Other companies that contribute donated medicine to Sri Lanka include AbbVie, Boehringer Ingelheim Cares Foundation, Eli Lilly & Co. and Hikma Pharmaceuticals, Integra LifeSciences, Meitheal Pharmaceuticals, and Merck.

In partnership with the College of Endocrinologists of Sri Lanka and the Life for a Child programme, Direct Relief also donated and distributed two containers of insulin transported to 25 health facilities for diabetic patients under 14 years of age.

Direct Relief is working closely with the Sri Lankan Ministry of Health, the Ministry of Foreign Affairs, the Sri Lankan Embassy in the United States, the Department of Medical Supplies and the National Drug Regulatory Authority to provide supplies and will continue to do so.

Direct Relief has also received invaluable assistance from Medical Help Sri Lanka, an organization formed by Sri Lankans in the United States.

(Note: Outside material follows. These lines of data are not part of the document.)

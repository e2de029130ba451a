/*
 *  display/field.rs
 *
 *  timeclock - full-screen zener clock
 *  (c) 2020-26 Stuart Hunter
 *
 *  Field identifiers for the clock face
 *
 *  This program is free software: you can redistribute it and/or modify
 *  it under the terms of the GNU General Public License as published by
 *  the Free Software Foundation, either version 3 of the License, or
 *  (at your option) any later version.
 *
 *  This program is distributed in the hope that it will be useful,
 *  but WITHOUT ANY WARRANTY; without even the implied warranty of
 *  MERCHANTABILITY or FITNESS FOR A PARTICULAR PURPOSE.  See the
 *  GNU General Public License for more details.
 *
 *  See <http://www.gnu.org/licenses/> to get a copy of the GNU General
 *  Public License.
 *
 */

/// Which slot of the active color table a field is painted with
#[derive(Debug, Clone, Copy, PartialEq, Eq)]
pub enum ColorRole {
    Date,
    Time,
    SubSecond,
    Control,
}

/// Field identifier on the rendering surface
///
/// Fields are addressed by id, the surface owns their placement.
#[derive(Debug, Clone, Copy, PartialEq, Eq, Hash, PartialOrd, Ord)]
pub enum FieldId {
    Date,
    Hour,
    ColonHm,
    Minute,
    ColonMs,
    Second,
    Centis,
    Symbol,
    ToggleControl,
    Clapper,
}

impl FieldId {
    /// Every field, in left-to-right, top-to-bottom order
    pub const ALL: [FieldId; 10] = [
        FieldId::Date,
        FieldId::Hour,
        FieldId::ColonHm,
        FieldId::Minute,
        FieldId::ColonMs,
        FieldId::Second,
        FieldId::Centis,
        FieldId::Symbol,
        FieldId::ToggleControl,
        FieldId::Clapper,
    ];

    /// Color slot this field takes from the theme
    ///
    /// The clapper is drawn in the time color and faded by the pulse alpha.
    pub fn color_role(&self) -> ColorRole {
        match self {
            FieldId::Date => ColorRole::Date,
            FieldId::Hour
            | FieldId::ColonHm
            | FieldId::Minute
            | FieldId::ColonMs
            | FieldId::Second
            | FieldId::Clapper => ColorRole::Time,
            FieldId::Centis | FieldId::Symbol => ColorRole::SubSecond,
            FieldId::ToggleControl => ColorRole::Control,
        }
    }
}

#[cfg(test)]
mod tests {
    use super::*;

    #[test]
    fn test_all_lists_every_field_once() {
        let mut fields = FieldId::ALL.to_vec();
        fields.sort();
        fields.dedup();
        assert_eq!(fields.len(), FieldId::ALL.len());
    }

    #[test]
    fn test_sub_second_and_symbol_share_a_role() {
        assert_eq!(FieldId::Centis.color_role(), FieldId::Symbol.color_role());
        assert_eq!(FieldId::ColonHm.color_role(), ColorRole::Time);
        assert_eq!(FieldId::ToggleControl.color_role(), ColorRole::Control);
    }
}
/*
 *  display/theme.rs
 *
 *  timeclock - full-screen zener clock
 *  (c) 2020-26 Stuart Hunter
 *
 *  Normal / Inverted theme state machine
 *
 *  This program is free software: you can redistribute it and/or modify
 *  it under the terms of the GNU General Public License as published by
 *  the Free Software Foundation, either version 3 of the License, or
 *  (at your option) any later version.
 *
 *  This program is distributed in the hope that it will be useful,
 *  but WITHOUT ANY WARRANTY; without even the implied warranty of
 *  MERCHANTABILITY or FITNESS FOR A PARTICULAR PURPOSE.  See the
 *  GNU General Public License for more details.
 *
 *  See <http://www.gnu.org/licenses/> to get a copy of the GNU General
 *  Public License.
 *
 */

use super::color::Rgb;
use super::field::{ColorRole, FieldId};

const DATE_ORANGE: Rgb = Rgb::new(0xFF, 0xA8, 0x00);
const TIME_YELLOW: Rgb = Rgb::new(0xFF, 0xEA, 0x00);
const SUB_GREEN: Rgb = Rgb::new(0x05, 0xD0, 0x00);
const INVERT_BLUE: Rgb = Rgb::new(0x00, 0x33, 0xCC);
const SUB_MAGENTA: Rgb = Rgb::new(0xFF, 0x2B, 0xFF);

/// Theme mode - two states, no intermediates
#[derive(Debug, Clone, Copy, PartialEq, Eq, Default)]
pub enum ThemeMode {
    #[default]
    Normal,
    Inverted,
}

impl ThemeMode {
    pub fn flipped(self) -> Self {
        match self {
            ThemeMode::Normal => ThemeMode::Inverted,
            ThemeMode::Inverted => ThemeMode::Normal,
        }
    }

    /// The fixed color table for this mode
    pub fn colors(self) -> ColorTable {
        match self {
            ThemeMode::Normal => ColorTable {
                background: Rgb::BLACK,
                date: DATE_ORANGE,
                time: TIME_YELLOW,
                sub_second: SUB_GREEN,
                control: DATE_ORANGE,
            },
            ThemeMode::Inverted => ColorTable {
                background: Rgb::WHITE,
                date: INVERT_BLUE,
                time: INVERT_BLUE,
                sub_second: SUB_MAGENTA,
                control: INVERT_BLUE,
            },
        }
    }
}

/// Full color table for one theme mode
#[derive(Debug, Clone, Copy, PartialEq, Eq)]
pub struct ColorTable {
    pub background: Rgb,
    pub date: Rgb,
    pub time: Rgb,
    /// centiseconds and zener symbol
    pub sub_second: Rgb,
    pub control: Rgb,
}

impl ColorTable {
    pub fn for_role(&self, role: ColorRole) -> Rgb {
        match role {
            ColorRole::Date => self.date,
            ColorRole::Time => self.time,
            ColorRole::SubSecond => self.sub_second,
            ColorRole::Control => self.control,
        }
    }

    pub fn for_field(&self, field: FieldId) -> Rgb {
        self.for_role(field.color_role())
    }
}

/// Theme state owned by the scheduling context
///
/// Starts Normal on every process start, only `toggle` mutates it.
#[derive(Debug, Default)]
pub struct ThemeState {
    mode: ThemeMode,
}

impl ThemeState {
    pub fn new() -> Self {
        Self::default()
    }

    /// Flip Normal <-> Inverted and return the new table
    pub fn toggle(&mut self) -> ColorTable {
        self.mode = self.mode.flipped();
        let colors = self.mode.colors();
        log::info!("Theme toggled to {:?} (background {})", self.mode, colors.background);
        colors
    }

    pub fn current_colors(&self) -> ColorTable {
        self.mode.colors()
    }
}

“Direct Relief has built trusted relationships at all levels of government and will continue to provide support as needed,” Olway said.

In April, Sri Lanka Payment suspended From about $7 billion in foreign debt maturing this year out of a total foreign debt of more than $51 billion. On September 1, the International Monetary Fund announce $2.9 billion in loans to “restore macroeconomic stability and debt sustainability while protecting financial stability, reducing corruption-related vulnerabilities, and unlocking Sri Lanka’s growth potential.”

However, the loans are not expected to restore Sri Lanka’s ability to import medicines quickly. In the meantime, Direct Relief will continue to assist the country to the extent possible, with additional medical aid shipments already underway.